Forgot your password?
typodupeerror
Book Reviews Books Media

MySQL Stored Procedure Programming 206

Posted by samzenpus
from the a-little-lite-afternoon-reading dept.
Michael J. Ross writes "MySQL may be the most popular open source relational database management system (RDBMS) in the world, but during the first decade of its existence, it lacked support for stored programs, i.e., store procedures, functions, and triggers. The major commercial RDBMS vendors — including Oracle, IBM, and Microsoft — could point to this deficiency as reason enough to choose their proprietary systems over MySQL or any other open source system, such as PostgreSQL. But with the release of MySQL version 5.0, in October 2005, the "little database engine that could" dramatically improved its position against the competition. The most comprehensive discussion of these new capabilities is in the book MySQL Stored Procedure Programming." Read below for the rest of Michael's review
MySQL Stored Procedure Programming
author Guy Harrison and Steven Feuerstein
pages 636
publisher O'Reilly Media
rating 9
reviewer Michael J. Ross
ISBN 0596100892
summary A comprehensive guide to developing MySQL stored procedures, functions, and triggers.


Written by Guy Harrison and Steven Feuerstein, and published by O'Reilly Media in March 2006 under the ISBNs 0596100892 and 978-0596100896, this book is the first one to offer database programmers a full discussion of the syntax, usage, and optimization of MySQL stored procedures, stored functions, and triggers — which the authors wisely refer to collectively as "stored programs," to simplify the manuscript. Even a year after the introduction of these new capabilities in MySQL, they have received remarkably little coverage by book publishers. Admittedly, there are three such chapters in MySQL Administrator's Guide and Language Reference (2nd Edition), written by some of the developers of MySQL, and published by MySQL Press. Yet this latter book — even though published a month after O'Reilly's — devotes fewer than 50 pages to stored programs, and the material is not in the printed book itself, but in the "MySQL Language Reference" part, on the accompanying CD. That material, in conjunction with the online reference documentation, may be sufficient for the more simple stored program development needs. But for any MySQL developer who wishes to understand in-depth how to make the most of this new functionality in version 5.0, they will likely need a much more substantial treatment — and that's exactly what Harrison and Feuerstein have created.

The authors are generous in both the technical information and development advice that they offer. The book's material spans 636 pages, organized into 23 chapters, grouped into four parts, followed by an index. The first part, "Stored Programming Fundamentals," provides an introduction and then a tutorial, both taking a broad view of MySQL stored programs. The remaining four chapters cover language fundamentals; blocks, conditional statements, and iterative programming; SQL; and error handling. The book's second part, "Stored Program Construction," may be considered the heart of the book, because its five chapters present the details of creating stored programs in general, using transaction management, using MySQL's built-in functions, and creating one's own stored functions, as well as triggers. The third part, "Using MySQL Stored Programs and Applications," explains some of the advantages and disadvantages of stored programs, and then illustrates how to call those stored programs from source code written in any one of five different programming languages: PHP, Java, Perl, Python, and Microsoft.NET. In the fourth and final part, "Optimizing Stored Programs," the authors focus on the security and tuning of stored programs, tuning SQL, optimizing the code, and optimizing the development process itself.

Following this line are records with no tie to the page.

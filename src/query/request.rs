//! Parse and validate raw query-string parameters into a `QueryRequest`.
//!
//! Validation is all-or-nothing: every violation is collected as a field-level
//! message and the request is rejected before any SQL is built.

use crate::error::{ApiError, FieldError};
use crate::filter::{parse_bool, parse_filter, FilterValue};
use crate::resource::{PkType, Resource};
use serde_json::Value;

pub const DEFAULT_PAGE_SIZE: u32 = 20;
pub const MIN_PAGE_SIZE: u32 = 4;
pub const MAX_PAGE_SIZE: u32 = 1000;

/// Decoded query-string pairs, preserving repeats (`k[]=a&k[]=b`).
#[derive(Clone, Debug, Default)]
pub struct RawParams {
    pairs: Vec<(String, String)>,
}

impl RawParams {
    pub fn parse(query: &str) -> Self {
        RawParams {
            pairs: url::form_urlencoded::parse(query.as_bytes())
                .map(|(k, v)| (k.into_owned(), v.into_owned()))
                .collect(),
        }
    }

    pub fn from_pairs(pairs: impl IntoIterator<Item = (String, String)>) -> Self {
        RawParams {
            pairs: pairs.into_iter().collect(),
        }
    }

    /// First value for `key`.
    pub fn get(&self, key: &str) -> Option<&str> {
        self.pairs.iter().find(|(k, _)| k == key).map(|(_, v)| v.as_str())
    }

    /// All values for `key` or `key[]`, in arrival order.
    pub fn get_all(&self, key: &str) -> Vec<&str> {
        let bracketed = format!("{key}[]");
        self.pairs
            .iter()
            .filter(|(k, _)| k == key || *k == bracketed)
            .map(|(_, v)| v.as_str())
            .collect()
    }

    /// Values for the array form `key[]` only; a bare `key` does not count.
    pub fn get_array(&self, key: &str) -> Vec<&str> {
        let bracketed = format!("{key}[]");
        self.pairs
            .iter()
            .filter(|(k, _)| *k == bracketed)
            .map(|(_, v)| v.as_str())
            .collect()
    }
}

/// Validated list/export request parameters. Never mutated after parse.
#[derive(Clone, Debug)]
pub struct QueryRequest {
    /// (field, value) in the resource's filter declaration order.
    pub filters: Vec<(String, FilterValue)>,
    /// Client-supplied sort field; converted and checked at query-build time.
    pub sort_by: Option<String>,
    pub descending: bool,
    pub page: u32,
    pub items_by_page: u32,
    pub exclude_ids: Vec<Value>,
    pub only_count: bool,
}

impl Default for QueryRequest {
    fn default() -> Self {
        QueryRequest {
            filters: Vec::new(),
            sort_by: None,
            descending: true,
            page: 1,
            items_by_page: DEFAULT_PAGE_SIZE,
            exclude_ids: Vec::new(),
            only_count: false,
        }
    }
}

/// Parse an id path segment / exclusion token into a bindable value.
pub fn parse_id(pk_type: &PkType, s: &str) -> Option<Value> {
    match pk_type {
        PkType::Uuid => uuid::Uuid::parse_str(s).ok().map(|u| Value::String(u.to_string())),
        PkType::BigInt | PkType::Int => s.parse::<i64>().ok().map(|n| Value::Number(n.into())),
        PkType::Text => Some(Value::String(s.to_string())),
    }
}

pub fn parse_request(resource: &Resource, params: &RawParams) -> Result<QueryRequest, ApiError> {
    let mut errors: Vec<FieldError> = Vec::new();
    let mut req = QueryRequest::default();

    if let Some(raw) = params.get("onlyCount") {
        match parse_bool(raw) {
            Some(b) => req.only_count = b,
            None => errors.push(FieldError::new("onlyCount", "onlyCount must be a boolean")),
        }
    }

    if let Some(sort_by) = params.get("sortBy") {
        if sort_by.is_empty() {
            errors.push(FieldError::new("sortBy", "sortBy must not be empty"));
        } else {
            req.sort_by = Some(sort_by.to_string());
        }
    }

    if let Some(raw) = params.get("descending") {
        match parse_bool(raw) {
            Some(b) => req.descending = b,
            None => errors.push(FieldError::new("descending", "descending must be a boolean")),
        }
    }

    if let Some(raw) = params.get("page") {
        match raw.parse::<u32>() {
            Ok(p) if p >= 1 => req.page = p,
            _ => errors.push(FieldError::new("page", "page must be an integer >= 1")),
        }
    }

    if let Some(raw) = params.get("itemsByPage") {
        match raw.parse::<u32>() {
            Ok(n) if n >= MIN_PAGE_SIZE => req.items_by_page = n,
            _ => errors.push(FieldError::new(
                "itemsByPage",
                format!("itemsByPage must be an integer >= {MIN_PAGE_SIZE}"),
            )),
        }
    }

    for raw in params.get_all("excludeIds") {
        match parse_id(&resource.pk_type, raw) {
            Some(v) => req.exclude_ids.push(v),
            None => {
                errors.push(FieldError::new("excludeIds", format!("excludeIds contains an invalid id: {raw}")));
            }
        }
    }

    for (field, kind) in &resource.filter_fields {
        if let Some(value) = parse_filter(field, *kind, params, &mut errors) {
            req.filters.push((field.clone(), value));
        }
    }

    if !errors.is_empty() {
        return Err(ApiError::validation("validation failed", errors));
    }
    Ok(req)
}
//! CSV rendition of a finalized sheet.

use crate::export::sheet::{CellValue, FinalizedSheet};

pub fn render(sheet: &FinalizedSheet) -> Vec<u8> {
    let mut out = String::new();
    for row in sheet.header.iter().chain(sheet.rows.iter()) {
        let line: Vec<String> = row.iter().map(field).collect();
        out.push_str(&line.join(","));
        out.push_str("\r\n");
    }
    out.into_bytes()
}

fn field(cell: &CellValue) -> String {
    let raw = match cell {
        CellValue::Empty => String::new(),
        CellValue::Bool(b) => b.to_string(),
        CellValue::Number(n) => format!("{n}"),
        CellValue::Text(s) => s.clone(),
    };
    if raw.contains(',') || raw.contains('"') || raw.contains('\n') || raw.contains('\r') {
        format!("\"{}\"", raw.replace('"', "\"\""))
    } else {
        raw
    }
}

#[cfg(test)]
mod tests {
    use super::*;
    use crate::export::sheet::SheetWriter;

    #[test]
    fn quotes_only_when_needed() {
        let mut w = SheetWriter::new();
        w.write_header(&[vec!["ID".into(), "Name".into()]]).unwrap();
        w.append_row(vec![
            CellValue::Number(1.0),
            CellValue::Text("plain".into()),
        ])
        .unwrap();
        w.append_row(vec![
            CellValue::Number(2.0),
            CellValue::Text("has \"quotes\", commas".into()),
        ])
        .unwrap();
        let sheet = w.finalize(false, &[]).unwrap();
        let csv = String::from_utf8(render(&sheet)).unwrap();
        assert_eq!(
            csv,
            "ID,Name\r\n1,plain\r\n2,\"has \"\"quotes\"\", commas\"\r\n"
        );
    }
}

This is a substantial book, encompassing a great deal of technical as well as advisory information. Consequently, no review such as this can hope to describe or critically comment upon every section of every chapter of every part. Yet the overall quality and utility of the manuscript can be discerned simply by choosing just one of the aforesaid Web programming languages, and writing some code in that language to call some MySQL stored procedures and functions, to get results from a test database — and developing all of this code while relying solely upon the book under review. Creating some simple stored procedures, and calling them from some PHP and Perl scripts, demonstrated to me that MySQL Stored Procedure Programming contains more than enough coverage of the topics to be an invaluable guide in developing the most common functionality that a programmer would need to implement.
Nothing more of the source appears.